Il lui fallut plusieurs instants pour percevoir la présence de Riven.

Le jeune homme était toujours là, assis en face de lui, le visage calme. Détendu. Ses flammes abyssales vacillaient doucement au bout de ses doigts pendant qu’il observait la réaction du duc avec la plus infime touche d’amusement.

« Quoi… qu’est-ce que tu m’as fait ? » rauqua Deveroux, la gorge pâteuse.

Riven pencha légèrement la tête, sa voix douce comme de la soie. « Je t’ai simplement montré une possibilité. Un avenir qui pourrait advenir. »

Deveroux avala difficilement. Il sentait encore l’acre froid, le désespoir, l’écrasante pesanteur de la perte. Il avait vécu des années dans ce cauchemar, griffonnant les rebords de son propre échec, regardant tomber en cendres tout ce qu’il avait bâti.

Pourtant, il n’avait été inconscient que quelques secondes.

Ses doigts tremblaient tandis qu’il se massait la tempe. Il ne pouvait pas se permettre de montrer sa faiblesse, mais son corps le trahissait.

Riven pencha en avant, posant son menton sur sa paume. « Eh bien », murmura-t-il, la voix dangereusement basse, « allons-nous revoir notre petite entente ? »

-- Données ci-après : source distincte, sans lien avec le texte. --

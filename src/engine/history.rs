// src/engine/history.rs

//! Append-only event history and the queries rules evaluate against it.

use crate::engine::events::TaskEvent;
use crate::types::{ContainerName, ContainerReference, ImageReference, NetworkReference};

/// Every event posted for one task execution, in posting order.
///
/// Rules never keep their own state: every "is this done yet?" question is
/// answered by scanning the history, so the same history always gives the
/// same answer.
#[derive(Debug, Clone, Default)]
pub struct EventHistory {
    events: Vec<TaskEvent>,
}

impl EventHistory {
    pub fn new() -> Self {
        Self::default()
    }

    pub fn push(&mut self, event: TaskEvent) {
        self.events.push(event);
    }

    pub fn events(&self) -> &[TaskEvent] {
        &self.events
    }

    pub fn len(&self) -> usize {
        self.events.len()
    }

    pub fn is_empty(&self) -> bool {
        self.events.is_empty()
    }

    fn any(&self, predicate: impl Fn(&TaskEvent) -> bool) -> bool {
        self.events.iter().any(predicate)
    }

    pub fn built_image(&self, container: &str) -> Option<&ImageReference> {
        self.events.iter().find_map(|e| match e {
            TaskEvent::ImageBuilt { container: c, image } if c == container => Some(image),
            _ => None,
        })
    }

    pub fn pulled_image(&self, image_name: &str) -> Option<&ImageReference> {
        self.events.iter().find_map(|e| match e {
            TaskEvent::ImagePulled {
                image_name: n,
                image,
            } if n == image_name => Some(image),
            _ => None,
        })
    }

    pub fn image_build_failed(&self, container: &str) -> bool {
        self.any(|e| matches!(e, TaskEvent::ImageBuildFailed { container: c, .. } if c == container))
    }

    pub fn image_pull_failed(&self, image_name: &str) -> bool {
        self.any(|e| matches!(e, TaskEvent::ImagePullFailed { image_name: n, .. } if n == image_name))
    }

    /// Network containers attach to: created by this run or checked existing.
    pub fn task_network(&self) -> Option<&NetworkReference> {
        self.events.iter().find_map(|e| match e {
            TaskEvent::TaskNetworkCreated { network }
            | TaskEvent::CustomTaskNetworkChecked { network } => Some(network),
            _ => None,
        })
    }

    /// Network created by this run. Existing networks are never returned.
    pub fn created_network(&self) -> Option<&NetworkReference> {
        self.events.iter().find_map(|e| match e {
            TaskEvent::TaskNetworkCreated { network } => Some(network),
            _ => None,
        })
    }

    pub fn network_preparation_failed(&self) -> bool {
        self.any(|e| {
            matches!(
                e,
                TaskEvent::TaskNetworkCreationFailed { .. }
                    | TaskEvent::CustomTaskNetworkCheckFailed { .. }
            )
        })
    }

    pub fn network_deleted(&self) -> bool {
        self.any(|e| matches!(e, TaskEvent::TaskNetworkDeleted))
    }

    pub fn network_deletion_failed(&self) -> bool {
        self.any(|e| matches!(e, TaskEvent::TaskNetworkDeletionFailed { .. }))
    }

    pub fn container_reference(&self, container: &str) -> Option<&ContainerReference> {
        self.events.iter().find_map(|e| match e {
            TaskEvent::ContainerCreated {
                container: c,
                reference,
            } if c == container => Some(reference),
            _ => None,
        })
    }

    /// Containers that reached "created", in creation order.
    pub fn created_containers(&self) -> Vec<(&ContainerName, &ContainerReference)> {
        self.events
            .iter()
            .filter_map(|e| match e {
                TaskEvent::ContainerCreated {
                    container,
                    reference,
                } => Some((container, reference)),
                _ => None,
            })
            .collect()
    }

    pub fn creation_failed(&self, container: &str) -> bool {
        self.any(
            |e| matches!(e, TaskEvent::ContainerCreationFailed { container: c, .. } if c == container),
        )
    }

    pub fn has_started(&self, container: &str) -> bool {
        self.any(|e| matches!(e, TaskEvent::ContainerStarted { container: c } if c == container))
    }

    pub fn run_failed(&self, container: &str) -> bool {
        self.any(|e| matches!(e, TaskEvent::ContainerRunFailed { container: c, .. } if c == container))
    }

    pub fn exit_code(&self, container: &str) -> Option<i64> {
        self.events.iter().find_map(|e| match e {
            TaskEvent::RunningContainerExited {
                container: c,
                exit_code,
            } if c == container => Some(*exit_code),
            _ => None,
        })
    }

    pub fn is_healthy(&self, container: &str) -> bool {
        self.any(|e| matches!(e, TaskEvent::ContainerBecameHealthy { container: c } if c == container))
    }

    pub fn health_check_failed(&self, container: &str) -> bool {
        self.any(|e| {
            matches!(e, TaskEvent::ContainerDidNotBecomeHealthy { container: c, .. } if c == container)
        })
    }

    pub fn setup_command_completed(&self, container: &str, index: usize) -> bool {
        self.any(|e| {
            matches!(
                e,
                TaskEvent::SetupCommandCompleted { container: c, index: i }
                    if c == container && *i == index
            )
        })
    }

    pub fn setup_command_failed(&self, container: &str, index: usize) -> bool {
        self.any(|e| match e {
            TaskEvent::SetupCommandFailed {
                container: c,
                index: i,
                ..
            }
            | TaskEvent::SetupCommandExecutionError {
                container: c,
                index: i,
                ..
            } => c == container && *i == index,
            _ => false,
        })
    }

    pub fn is_ready(&self, container: &str) -> bool {
        self.any(|e| matches!(e, TaskEvent::ContainerBecameReady { container: c } if c == container))
    }

    /// Stopped explicitly, or exited on its own.
    pub fn is_stopped(&self, container: &str) -> bool {
        self.any(|e| match e {
            TaskEvent::ContainerStopped { container: c }
            | TaskEvent::RunningContainerExited { container: c, .. } => c == container,
            _ => false,
        })
    }

    pub fn stop_failed(&self, container: &str) -> bool {
        self.any(|e| matches!(e, TaskEvent::ContainerStopFailed { container: c, .. } if c == container))
    }

    pub fn is_removed(&self, container: &str) -> bool {
        self.any(|e| matches!(e, TaskEvent::ContainerRemoved { container: c } if c == container))
    }

    pub fn removal_failed(&self, container: &str) -> bool {
        self.any(
            |e| matches!(e, TaskEvent::ContainerRemovalFailed { container: c, .. } if c == container),
        )
    }

    /// Every failure-kind event, in posting order.
    pub fn failures(&self) -> Vec<TaskEvent> {
        self.events
            .iter()
            .filter(|e| e.is_failure())
            .cloned()
            .collect()
    }

    pub fn has_failures(&self) -> bool {
        self.any(TaskEvent::is_failure)
    }

    pub fn has_cleanup_failures(&self) -> bool {
        self.any(TaskEvent::is_cleanup_failure)
    }
}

La gorge de Deveroux joua en avalant durément. La chambre semblait insupportablement petite, oppressante.

Il n’avait pas le choix.

Son orgueil lui hurlait de refuser, mais le cauchemar grattait encore les rives de son esprit, lui rappelant les conséquences d’un faux pas.

Ses mâchoires se crisperent. « Très bien », cracha-t-il. « Je vais… soutenir votre requête. Lors de la convocation de demain, je discréditerai les accusations du roi. »

Le sourire de Riven revint, lent et triomphant. « Excellent », murmura-t-il en se dressant de tout son hauteur. « Je savais bien que tu étais un homme raisonnable, duc Deveroux. »

Le duc exhala précipitamment, ses doigts se resserrant sur les accoudoirs de son fauteuil. Il jouerait le jeu — pour l’instant.

Mais au fond, il le savait.

Riven n’était pas un noble de plus recherchant des faveurs.

Il était autre chose.

Et le royaume ignorait totalement ce qui arrivait.